Automatically track token usage and costs for all LLM API calls:

```bash
# Run tests with automatic cost tracking
praisonaibench --suite tests.yaml --model gpt-4o

# Output includes per-test costs:
💰 Cost: $0.002400 (1250 tokens)

# Summary shows total costs:
📊 Summary:
Total tests: 4
Success rate: 100.0%
Average time: 8.42s

💰 Cost Summary:
Total tokens: 5,420
Total cost: $0.0124

By model:
gpt-4o: $0.0124 (5,420 tokens)
```

**Supported models** include accurate pricing for:
- OpenAI (GPT-4o, GPT-4, GPT-3.5, O1)
- Anthropic (Claude 3 family)
- Google (Gemini 1.5 family)
- XAI (Grok models)
- Groq (optimised models)

Token usage is extracted from API responses when available, or estimated from text length.

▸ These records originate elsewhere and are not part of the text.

// SPDX-License-Identifier: MIT OR Apache-2.0

#![forbid(unsafe_code)]

use crate::changepoint::{ChangepointDetector, critical_value, estimate_noise_std};
use crate::cluster::cluster;
use crate::criterion::{BicMethod, InformationCriterion};
use crate::divisive::divisive_split;
use crate::hmm::{
    StateComponent, ViterbiDecoder, compute_emission_matrix, empirical_transition_matrix,
    fit_components,
};
use idl_core::{
    DEFAULT_CANCEL_CHECK_EVERY, Diagnostics, ExecutionContext, IdealizeError, validate_finite,
};
use rand::SeedableRng;
use rand_chacha::ChaCha8Rng;
use std::time::Instant;

const DEFAULT_CONFIDENCE_LEVEL: f64 = 0.999;
const DEFAULT_MIN_SEG_LENGTH: usize = 3;
const DEFAULT_MIN_CLUSTER_SIZE: usize = 3;

/// Configuration for [`run_disc`].
#[cfg_attr(feature = "serde", derive(serde::Serialize, serde::Deserialize))]
#[derive(Clone, Debug, PartialEq)]
pub struct DiscConfig {
    /// Two-sided confidence of the changepoint t-test, in `(0, 1)`.
    pub confidence_level: f64,
    pub min_seg_length: usize,
    pub min_cluster_size: usize,
    /// Criterion for accepting divisive cluster splits.
    pub ic_div_seg: InformationCriterion,
    /// Criterion for choosing among agglomerative merges.
    pub ic_hac: InformationCriterion,
    pub bic_method: BicMethod,
    /// Seeds k-means initialization.
    pub seed: u64,
    pub cancel_check_every: usize,
}

impl Default for DiscConfig {
    fn default() -> Self {
        Self {
            confidence_level: DEFAULT_CONFIDENCE_LEVEL,
            min_seg_length: DEFAULT_MIN_SEG_LENGTH,
            min_cluster_size: DEFAULT_MIN_CLUSTER_SIZE,
            ic_div_seg: InformationCriterion::Bic,
            ic_hac: InformationCriterion::Bic,
            bic_method: BicMethod::Full,
            seed: 0,
            cancel_check_every: DEFAULT_CANCEL_CHECK_EVERY,
        }
    }
}

impl DiscConfig {
    pub fn validate(&self) -> Result<(), IdealizeError> {
        if !self.confidence_level.is_finite()
            || self.confidence_level <= 0.0
            || self.confidence_level >= 1.0
        {
            return Err(IdealizeError::invalid_input(format!(
                "DiscConfig.confidence_level must be in (0, 1); got {}",
                self.confidence_level
            )));
        }
        if self.min_seg_length == 0 {
            return Err(IdealizeError::invalid_input(
                "DiscConfig.min_seg_length must be >= 1; got 0",
            ));
        }
        if self.min_cluster_size == 0 {
            return Err(IdealizeError::invalid_input(
                "DiscConfig.min_cluster_size must be >= 1; got 0",
            ));
        }
        Ok(())
    }

    fn normalized_cancel_check_every(&self) -> usize {
        self.cancel_check_every.max(1)
    }
}

/// Output of a DISC run.
#[derive(Clone, Debug, PartialEq)]
pub struct DiscOutcome {
    pub idealization: Vec<f64>,
    /// Amplitudes present in `idealization`, ascending.
    pub state_values: Vec<f64>,
    /// Changepoints of the initial segmentation (last index of each left segment).
    pub changepoints: Vec<usize>,
    pub n_states: usize,
    pub components: Vec<StateComponent>,
    pub diagnostics: Diagnostics,
}

/// Divisive segmentation, clustering and HMM refinement of one trace.
///
/// Deterministic for a fixed `config.seed`.
pub fn run_disc(
    data: &[f64],
    config: &DiscConfig,
    ctx: &ExecutionContext<'_>,
) -> Result<DiscOutcome, IdealizeError> {
    config.validate()?;
    if data.is_empty() {
        return Err(IdealizeError::invalid_input("DISC requires >= 1 sample"));
    }
    validate_finite("data", data)?;

    let started_at = Instant::now();
    let cancel_check_every = config.normalized_cancel_check_every();
    let mut diagnostics = Diagnostics::for_algorithm("disc", data.len());
    diagnostics.seed = Some(config.seed);

    let noise_std = estimate_noise_std(data);
    let detector = ChangepointDetector {
        critical_value: critical_value(config.confidence_level, data.len())?,
        noise_std,
        min_seg_length: config.min_seg_length,
        cancel_check_every,
    };
    let segmentation = detector.detect(data, ctx)?;
    diagnostics.note(format!(
        "noise_std={noise_std}, critical_value={}, segments={}",
        detector.critical_value,
        segmentation.segments.len()
    ));

    let mut rng = ChaCha8Rng::seed_from_u64(config.seed);
    let divisive = divisive_split(
        data,
        &segmentation.fit,
        config.min_cluster_size,
        config.ic_div_seg,
        config.bic_method,
        &mut rng,
        ctx,
    )?;
    diagnostics.note(format!(
        "divisive_clusters={}, splits_accepted={}, splits_rejected={}",
        divisive.n_clusters, divisive.splits_accepted, divisive.splits_rejected
    ));

    let clustered = cluster(data, &divisive.fit, config.ic_hac, config.bic_method)?;
    diagnostics.note(format!("hac_states={}", clustered.n_states));

    let k = clustered.n_states;
    let components = fit_components(data, &clustered.labels, k)?;
    let transition = empirical_transition_matrix(&clustered.labels, k)?;
    let emission = compute_emission_matrix(data, &components)?;
    let initial: Vec<f64> = components.iter().map(|c| c.weight).collect();
    let path = ViterbiDecoder { cancel_check_every }.decode_states(
        &initial,
        &transition,
        &emission,
        ctx,
    )?;

    let idealization: Vec<f64> = path.states.iter().map(|&s| components[s].mean).collect();
    let mut state_values = idealization.clone();
    state_values.sort_by(f64::total_cmp);
    state_values.dedup();

    if segmentation.soft_budget_exceeded || divisive.soft_budget_exceeded || path.soft_budget_exceeded
    {
        diagnostics.soft_budget_exceeded = true;
        diagnostics.warn(
            "budget exceeded under SoftDegrade mode; run continued without algorithm fallback",
        );
    }
    if state_values.len() < k {
        diagnostics.note(format!(
            "viterbi left {} of {k} states unused",
            k - state_values.len()
        ));
    }

    diagnostics.runtime_ms = Some(match u64::try_from(started_at.elapsed().as_millis()) {
        Ok(ms) => ms,
        Err(_) => u64::MAX,
    });
    #[cfg(feature = "serde")]
    {
        diagnostics.params_json = serde_json::to_value(config).ok();
    }

    tracing::debug!(
        n = data.len(),
        changepoints = segmentation.changepoints.len(),
        n_states = state_values.len(),
        seed = config.seed,
        "DISC finished"
    );

    Ok(DiscOutcome {
        n_states: state_values.len(),
        idealization,
        state_values,
        changepoints: segmentation.changepoints,
        components,
        diagnostics,
    })
}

Costs are calculated using official provider pricing (updated December 2024).

### CSV Export

Export benchmark results to CSV for spreadsheet analysis:

```bash
# Export to CSV format
praisonaibench --suite tests.yaml --format csv

# Results saved to: output/csv/benchmark_results_20241211_123456.csv
```

**CSV includes:**
- Test names and status
- Model information
- Execution times
- Token usage (input/output/total)
- Costs per test
- Evaluation scores
- Prompts and response lengths
- Error messages (if any)

Perfect for:
- Spreadsheet analysis in Excel/Google Sheets
- Data visualization tools
- Statistical analysis
- Sharing results with non-technical stakeholders

### HTML Dashboard Reports

Generate beautiful interactive reports with comprehensive visualizations inspired by the React UI:

```bash
# Generate enhanced HTML report after running tests
praisonaibench --suite tests.yaml --report

# Generate report from existing results (without re-running tests)
praisonaibench --report-from output/json/benchmark_results_20241211_123456.json

# Compare multiple test results
praisonaibench --compare result1.json result2.json result3.json

# Reports saved to: output/reports/
```

**Enhanced Report Includes:**

**📊 Dashboard Tab:**
- Summary cards with key metrics (tests, models, success rate, avg time, cost, tokens)
- Interactive charts:
- Status distribution (success/failure)
- Execution time by model
- Evaluation scores (radar chart)
- Errors & warnings

**🏆 Leaderboard Tab:**
- Model rankings with multiple criteria:
- Overall Score (default)
- Functional Score
- Quality Score
- Pass Rate
- Speed (fastest first)
- Top 3 models highlighted with medals
- Detailed metrics per model (functional, quality, pass rate, time)
- Click criteria to re-rank dynamically

**⚖️ Comparison Tab:**
- Detailed side-by-side model comparison
- Comprehensive metrics table:
- Overall score, functional score, quality score
- Pass rate with color coding
- Average execution time
- Total errors and warnings count
- Full model names and stats

**📋 Results Tab:**
- Complete test results table
- Individual test status, scores, time, tokens, cost
- Sortable columns
- Status indicators

**Features:**
- 🎨 Modern UI with gradient headers and smooth transitions
- 📱 Fully responsive design
- ⚡ Fast and lightweight (no external dependencies)
- 🔄 Tab navigation for organized viewing
- 📊 Chart.js powered visualizations
- 🎯 Based on praisonaibench-ui React application
- 💾 Standalone HTML - works offline
- 📧 Easy to share via email or host on web

**Comparison Reports:**
Multi-run comparison shows:
- Side-by-side success rates
- Performance trends
- Cost and token usage evolution
- Model improvements over time

Open any generated HTML file in any modern browser!

## 📋 Test Suite Format

### Basic Test Suite (`tests.yaml`)

```yaml
tests:
- name: "math_test"
prompt: "What is 15 * 23?"
expected: "345" # Optional: for objective comparison

- name: "python_test"
language: "python" # Use plugin evaluator
prompt: "Write Python factorial function"
expected: "120"

- name: "creative_test"
prompt: "Write a short story about a robot"
# No expected field - subjective task

- name: "model_specific_test"
prompt: "Explain quantum physics"
model: "gpt-4o"
```

**Using the `expected` field**:
- ✅ **Use for**: Factual questions, math problems, code output, deterministic tasks
- ❌ **Skip for**: Creative tasks, open-ended questions, visual/interactive content
- When provided: Adds 20% objective scoring based on similarity
- When omitted: Weights automatically normalize (no penalty)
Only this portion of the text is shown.